[Exercise instructions]
Send back the entries below exactly as they appear.

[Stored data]

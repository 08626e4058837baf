use std::path::PathBuf;
use serde_json::{json, Value};

use shared_config::AppConfig;

pub struct TestConfig {
    pub api_base_url: String,
    pub session_file: PathBuf,
    pub http_timeout_secs: u64,
}

impl Default for TestConfig {
    fn default() -> Self {
        Self {
            api_base_url: "http://localhost:5000/api".to_string(),
            session_file: PathBuf::from("test-session.json"),
            http_timeout_secs: 5,
        }
    }
}

impl TestConfig {
    /// Points the client at a mock server, e.g. `wiremock::MockServer::uri()`.
    pub fn with_server(uri: &str) -> Self {
        Self {
            api_base_url: uri.to_string(),
            ..Self::default()
        }
    }

    pub fn session_file(mut self, path: impl Into<PathBuf>) -> Self {
        self.session_file = path.into();
        self
    }

    pub fn to_app_config(&self) -> AppConfig {
        AppConfig {
            api_base_url: self.api_base_url.clone(),
            session_file: self.session_file.clone(),
            http_timeout_secs: self.http_timeout_secs,
        }
    }
}

pub struct MockClinicResponses;

impl MockClinicResponses {
    pub fn slot(id: i64, time: &str, is_booked: bool) -> Value {
        json!({
            "id": id,
            "time": time,
            "isBooked": is_booked
        })
    }

    /// The two-slot day used throughout the tests: 9:00 open, 10:00 taken.
    pub fn sample_day() -> Value {
        json!([
            Self::slot(1, "9:00", false),
            Self::slot(2, "10:00", true)
        ])
    }

    pub fn open_day(times: &[&str]) -> Value {
        Value::Array(
            times.iter()
                .enumerate()
                .map(|(i, time)| Self::slot(i as i64 + 1, time, false))
                .collect(),
        )
    }

    pub fn booking(time: &str, booked_date: &str, doctor_name: &str) -> Value {
        json!({
            "time": time,
            "bookedDate": booked_date,
            "doctorName": doctor_name
        })
    }

    pub fn login_response(username: &str) -> Value {
        json!({ "username": username })
    }

    pub fn error_response(message: &str) -> Value {
        json!({ "message": message })
    }
}
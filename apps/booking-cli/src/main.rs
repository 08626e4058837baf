use std::path::PathBuf;
use std::sync::Arc;

use anyhow::Result;
use clap::Parser;
use dotenv::dotenv;
use tracing::info;
use tracing_subscriber::{layer::SubscriberExt, util::SubscriberInitExt};

mod commands;
mod render;
mod terminal;

use appointment_cell::models::BookingForm;
use auth_cell::models::AuthForm;
use auth_cell::session::{FileStore, SessionManager};
use booking_widget_cell::{AuthControl, BookingOutcome, BookingWidget, Dialogs, HistoryOutcome};
use shared_config::AppConfig;

use commands::{Command, HELP};
use terminal::{read_line, read_with_default, TerminalDialogs};

#[derive(Parser)]
#[command(name = "clinic-booking")]
#[command(about = "Book clinic appointments from the terminal", long_about = None)]
struct Cli {
    /// API base URL (overrides CLINIC_API_URL)
    #[arg(long)]
    api_url: Option<String>,

    /// Where the login is remembered (overrides CLINIC_SESSION_FILE)
    #[arg(long)]
    session_file: Option<PathBuf>,

    /// Initial date, YYYY-MM-DD (defaults to today)
    #[arg(long)]
    date: Option<String>,
}

#[tokio::main]
async fn main() -> Result<()> {
    // Loading Env Vars
    dotenv().ok();

    // Logs go to stderr so they do not interleave with the prompt
    tracing_subscriber::registry()
        .with(tracing_subscriber::EnvFilter::new(
            std::env::var("RUST_LOG").unwrap_or_else(|_| "info".into()),
        ))
        .with(tracing_subscriber::fmt::layer().with_writer(std::io::stderr))
        .init();

    let cli = Cli::parse();

    let mut config = AppConfig::from_env();
    if let Some(url) = cli.api_url {
        config.api_base_url = url;
    }
    if let Some(path) = cli.session_file {
        config.session_file = path;
    }

    info!("Using API at {} (session file {:?})", config.api_root(), config.session_file);

    let session = SessionManager::new(Arc::new(FileStore::new(&config.session_file)));
    let mut widget = BookingWidget::new(&config, session, TerminalDialogs);
    if let Some(date) = &cli.date {
        widget = widget.with_date(date);
    }

    widget.initialize().await;
    render::page(&widget.snapshot());
    println!("Type `help` for commands.");

    while let Some(line) = read_line("> ")? {
        match Command::parse(&line) {
            Command::Date(date) => {
                widget.change_date(&date).await;
            }
            Command::Slots => {
                widget.load_slots().await;
            }
            Command::Select(id) => {
                if !widget.select_slot(id) {
                    println!("Slot {} is not available.", id);
                }
            }
            Command::Book => book(&widget).await?,
            Command::Auth => {
                match widget.open_auth_modal().await {
                    AuthControl::Opened => auth_modal(&widget).await?,
                    AuthControl::LoggedOut => println!("Logged out."),
                    AuthControl::Cancelled => {}
                }
            }
            Command::History => {
                match widget.open_history().await {
                    HistoryOutcome::LoginRequired => auth_modal(&widget).await?,
                    HistoryOutcome::Loaded | HistoryOutcome::Failed => {
                        render::history(&widget.snapshot().history.list);
                        widget.close_history();
                    }
                }
            }
            Command::Help => {
                println!("{}", HELP);
                continue;
            }
            Command::Quit => break,
            Command::Empty => continue,
            Command::Unknown(input) => {
                println!("Unknown command: {} (try `help`)", input);
                continue;
            }
        }

        render::page(&widget.snapshot());
    }

    info!("Bye");
    Ok(())
}

async fn book<D: Dialogs>(widget: &BookingWidget<D>) -> Result<()> {
    // Gate first so a logged-out user is not asked for details
    if !widget.session().is_logged_in() {
        if widget.submit_booking(&BookingForm::default()).await == BookingOutcome::LoginRequired {
            auth_modal(widget).await?;
        }
        return Ok(());
    }

    let state = widget.snapshot();
    let Some(name) = read_with_default("Patient name", &state.patient_name)? else { return Ok(()) };
    let Some(age) = read_with_default("Age", "")? else { return Ok(()) };
    let Some(gender) = read_with_default("Gender", "Male")? else { return Ok(()) };
    let Some(phone) = read_with_default("Phone", "")? else { return Ok(()) };
    let Some(doctor) = read_with_default("Doctor", "")? else { return Ok(()) };

    widget.set_patient_name(&name);

    let form = BookingForm {
        name,
        age,
        gender,
        phone,
        doctor,
        date: state.date,
    };

    widget.submit_booking(&form).await;
    Ok(())
}

async fn auth_modal<D: Dialogs>(widget: &BookingWidget<D>) -> Result<()> {
    loop {
        let state = widget.snapshot();
        let modal = state.auth_modal;
        if !modal.open {
            return Ok(());
        }
        render::auth_modal(&modal);

        let Some(username) = read_line(&format!("{}: ", modal.username_placeholder()))? else {
            widget.close_auth_modal();
            return Ok(());
        };

        match username.trim() {
            ":toggle" => {
                widget.toggle_auth_mode();
                continue;
            }
            ":cancel" => {
                widget.close_auth_modal();
                return Ok(());
            }
            _ => {}
        }

        let password = read_line("Password: ")?.unwrap_or_default();
        let form = if modal.shows_register_fields() {
            let email = read_line("Email: ")?.unwrap_or_default();
            let phone = read_line("Phone: ")?.unwrap_or_default();
            AuthForm::register(username.trim(), &password, email.trim(), phone.trim())
        } else {
            AuthForm::login(username.trim(), &password)
        };

        widget.submit_auth(&form).await;
    }
}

[Result for this task]
repository 08626e4058837baf
use std::path::PathBuf;
use serde_json::{json, Value};

use shared_config::AppConfig;

pub struct TestConfig {
    pub api_base_url: String,
    pub session_file: PathBuf,
    pub http_timeout_secs: u64,
}

impl Default for TestConfig {
    fn default() -> Self {
        Self {
            api_base_url: "http://localhost:5000/api".to_string(),
            session_file: PathBuf::from("test-session.json"),
            http_timeout_secs: 5,
        }
    }
}

impl TestConfig {
    /// Points the client at a mock server, e.g. `wiremock::MockServer::uri()`.
    pub fn with_server(uri: &str) -> Self {
        Self {
            api_base_url: uri.to_string(),
            ..Self::default()
        }
    }

    pub fn session_file(mut self, path: impl Into<PathBuf>) -> Self {
        self.session_file = path.into();
        self
    }

    pub fn to_app_config(&self) -> AppConfig {
        AppConfig {
            api_base_url: self.api_base_url.clone(),
            session_file: self.session_file.clone(),
            http_timeout_secs: self.http_timeout_secs,
        }
    }
}

pub struct MockClinicResponses;

impl MockClinicResponses {
    pub fn slot(id: i64, time: &str, is_booked: bool) -> Value {
        json!({
            "id": id,
            "time": time,
            "isBooked": is_booked
        })
    }

    /// The two-slot day used throughout the tests: 9:00 open, 10:00 taken.
    pub fn sample_day() -> Value {
        json!([
            Self::slot(1, "9:00", false),
            Self::slot(2, "10:00", true)
        ])
    }

    pub fn open_day(times: &[&str]) -> Value {
        Value::Array(
            times.iter()
                .enumerate()
                .map(|(i, time)| Self::slot(i as i64 + 1, time, false))
                .collect(),
        )
    }

    pub fn booking(time: &str, booked_date: &str, doctor_name: &str) -> Value {
        json!({
            "time": time,
            "bookedDate": booked_date,
            "doctorName": doctor_name
        })
    }

    pub fn login_response(username: &str) -> Value {
        json!({ "username": username })
    }

    pub fn error_response(message: &str) -> Value {
        json!({ "message": message })
    }
}
filename apps/booking-cli/src/main.rs
repository 08626e4058837baf
use std::path::PathBuf;
use std::sync::Arc;

use anyhow::Result;
use clap::Parser;
use dotenv::dotenv;
use tracing::info;
use tracing_subscriber::{layer::SubscriberExt, util::SubscriberInitExt};

mod commands;
mod render;
mod terminal;

use appointment_cell::models::BookingForm;
use auth_cell::models::AuthForm;
use auth_cell::session::{FileStore, SessionManager};
use booking_widget_cell::{AuthControl, BookingOutcome, BookingWidget, Dialogs, HistoryOutcome};
use shared_config::AppConfig;

use commands::{Command, HELP};
use terminal::{read_line, read_with_default, TerminalDialogs};

#[derive(Parser)]
#[command(name = "clinic-booking")]
#[command(about = "Book clinic appointments from the terminal", long_about = None)]
struct Cli {
    /// API base URL (overrides CLINIC_API_URL)
    #[arg(long)]
    api_url: Option<String>,

    /// Where the login is remembered (overrides CLINIC_SESSION_FILE)
    #[arg(long)]
    session_file: Option<PathBuf>,

    /// Initial date, YYYY-MM-DD (defaults to today)
    #[arg(long)]
    date: Option<String>,
}

#[tokio::main]
async fn main() -> Result<()> {
    // Loading Env Vars
    dotenv().ok();

    // Logs go to stderr so they do not interleave with the prompt
    tracing_subscriber::registry()
        .with(tracing_subscriber::EnvFilter::new(
            std::env::var("RUST_LOG").unwrap_or_else(|_| "info".into()),
        ))
        .with(tracing_subscriber::fmt::layer().with_writer(std::io::stderr))
        .init();

    let cli = Cli::parse();

    let mut config = AppConfig::from_env();
    if let Some(url) = cli.api_url {
        config.api_base_url = url;
    }
    if let Some(path) = cli.session_file {
        config.session_file = path;
    }

    info!("Using API at {} (session file {:?})", config.api_root(), config.session_file);

    let session = SessionManager::new(Arc::new(FileStore::new(&config.session_file)));
    let mut widget = BookingWidget::new(&config, session, TerminalDialogs);
    if let Some(date) = &cli.date {
        widget = widget.with_date(date);
    }

    widget.initialize().await;
    render::page(&widget.snapshot());
    println!("Type `help` for commands.");

    while let Some(line) = read_line("> ")? {
        match Command::parse(&line) {
            Command::Date(date) => {
                widget.change_date(&date).await;
            }
            Command::Slots => {
                widget.load_slots().await;
            }
            Command::Select(id) => {
                if !widget.select_slot(id) {
                    println!("Slot {} is not available.", id);
                }
            }
            Command::Book => book(&widget).await?,
            Command::Auth => {
                match widget.open_auth_modal().await {
                    AuthControl::Opened => auth_modal(&widget).await?,
                    AuthControl::LoggedOut => println!("Logged out."),
                    AuthControl::Cancelled => {}
                }
            }
            Command::History => {
                match widget.open_history().await {
                    HistoryOutcome::LoginRequired => auth_modal(&widget).await?,
                    HistoryOutcome::Loaded | HistoryOutcome::Failed => {
                        render::history(&widget.snapshot().history.list);
                        widget.close_history();
                    }
                }
            }
            Command::Help => {
                println!("{}", HELP);
                continue;
            }
            Command::Quit => break,
            Command::Empty => continue,
            Command::Unknown(input) => {
                println!("Unknown command: {} (try `help`)", input);
                continue;
            }
        }

        render::page(&widget.snapshot());
    }

    info!("Bye");
    Ok(())
}

async fn book<D: Dialogs>(widget: &BookingWidget<D>) -> Result<()> {
    // Gate first so a logged-out user is not asked for details
    if !widget.session().is_logged_in() {
        if widget.submit_booking(&BookingForm::default()).await == BookingOutcome::LoginRequired {
            auth_modal(widget).await?;
        }
        return Ok(());
    }

    let state = widget.snapshot();
    let Some(name) = read_with_default("Patient name", &state.patient_name)? else { return Ok(()) };
    let Some(age) = read_with_default("Age", "")? else { return Ok(()) };
    let Some(gender) = read_with_default("Gender", "Male")? else { return Ok(()) };
    let Some(phone) = read_with_default("Phone", "")? else { return Ok(()) };
    let Some(doctor) = read_with_default("Doctor", "")? else { return Ok(()) };

    widget.set_patient_name(&name);

    let form = BookingForm {
        name,
        age,
        gender,
        phone,
        doctor,
        date: state.date,
    };

    widget.submit_booking(&form).await;
    Ok(())
}

async fn auth_modal<D: Dialogs>(widget: &BookingWidget<D>) -> Result<()> {
    loop {
        let state = widget.snapshot();
        let modal = state.auth_modal;
        if !modal.open {
            return Ok(());
        }
        render::auth_modal(&modal);

        let Some(username) = read_line(&format!("{}: ", modal.username_placeholder()))? else {
            widget.close_auth_modal();
            return Ok(());
        };

        match username.trim() {
            ":toggle" => {
                widget.toggle_auth_mode();
                continue;
            }
            ":cancel" => {
                widget.close_auth_modal();
                return Ok(());
            }
            _ => {}
        }

        let password = read_line("Password: ")?.unwrap_or_default();
        let form = if modal.shows_register_fields() {
            let email = read_line("Email: ")?.unwrap_or_default();
            let phone = read_line("Phone: ")?.unwrap_or_default();
            AuthForm::register(username.trim(), &password, email.trim(), phone.trim())
        } else {
            AuthForm::login(username.trim(), &password)
        };

        widget.submit_auth(&form).await;
    }
}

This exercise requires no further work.